PHOTOCHEMICAL-REACTIONS INVOLVED IN THE TOTAL MINERALIZATION OF 2,4-D BY FE-3+/H2O2/UV

The photoenhancement of Fenton-type (Fe3+ + H2O2) oxidation of 2,4-dichlorophenoxyacetic acid in the near-UV is due to several Fe(III)-sensitized photochemical reactions. Fe3+/H2O2/UV systems were studied for potential use in waste treatment. Dechlorination and conversion of the first approximately 40% of ring and carboxy carbon of 2,4-D to CO2 are due mostly to hydroxyl radical (OH.) reactions.

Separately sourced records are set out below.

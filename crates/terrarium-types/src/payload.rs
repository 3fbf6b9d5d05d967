//! Live-update payloads pushed to observers over the `WebSocket`.
//!
//! Clients receive a JSON-encoded [`BroadcastPayload`] for every world
//! event and mood change. The `type` tag discriminates the variants on
//! the wire: `event` and `mood_update`.

use serde::{Deserialize, Serialize};
use ts_rs::TS;

use crate::event::EventRecord;
use crate::ids::AgentId;
use crate::mood::PersistedMood;

/// A mood change notification for one agent.
#[derive(Debug, Clone, PartialEq, Eq, Serialize, Deserialize, TS)]
#[ts(export, export_to = "bindings/")]
pub struct MoodUpdate {
    /// The agent whose mood changed.
    pub agent_id: AgentId,
    /// The persisted mood label after the change.
    pub mood: PersistedMood,
    /// The raw mood value after the change.
    pub mood_value: i32,
}

/// A tagged live-update message pushed to all connected observers.
#[derive(Debug, Clone, PartialEq, Eq, Serialize, Deserialize, TS)]
#[ts(export, export_to = "bindings/")]
#[serde(tag = "type", content = "data", rename_all = "snake_case")]
pub enum BroadcastPayload {
    /// A world event was recorded.
    Event(EventRecord),
    /// An agent's mood changed.
    MoodUpdate(MoodUpdate),
}

#[cfg(test)]
#[allow(clippy::unwrap_used)]
mod tests {
    use super::*;

    #[test]
    fn payload_tags_match_wire_contract() {
        let event = BroadcastPayload::Event(EventRecord::new("something happened"));
        let json = serde_json::to_value(&event).unwrap();
        assert_eq!(json["type"], "event");

        let mood = BroadcastPayload::MoodUpdate(MoodUpdate {
            agent_id: AgentId::new(),
            mood: PersistedMood::Happy,
            mood_value: 25,
        });
        let json = serde_json::to_value(&mood).unwrap();
        assert_eq!(json["type"], "mood_update");
        assert_eq!(json["data"]["mood"], "happy");
    }
}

Dark Fenton-generated OH. is supplemented by the following photoreactions that give OH. directly and/or provide in situ Fe2+ for the Fenton reaction: (i) photolysis of ferric ion, FeOH2+ --> Fe2+ + OH.; (ii) photodecarboxylation of a ferric-2,4-D complex, [RCO2-Fe]2+ --> Fe2+ + CO2 + R.; and (iii) additional photochemical reaction(s) that may involve photolysis of a ferric-peroxy complex, Fe-O2H2+. The relative importance of each depends on [H2O2], except for photodecarboxylation, which is always minor. The remaining approximately 60% of carbon mineralization occurs almost exclusively by photolysis/decarboxylation of Fe(III) complexes of degradation intermediates, probably ring-opened products coordinated via carboxyl and hydroxyl groups; OH' plays no significant role during this stage. Oxalic acid was identified as one intermediate. Dioxygen is consumed in the overall reaction and accelerates carbon mineralization.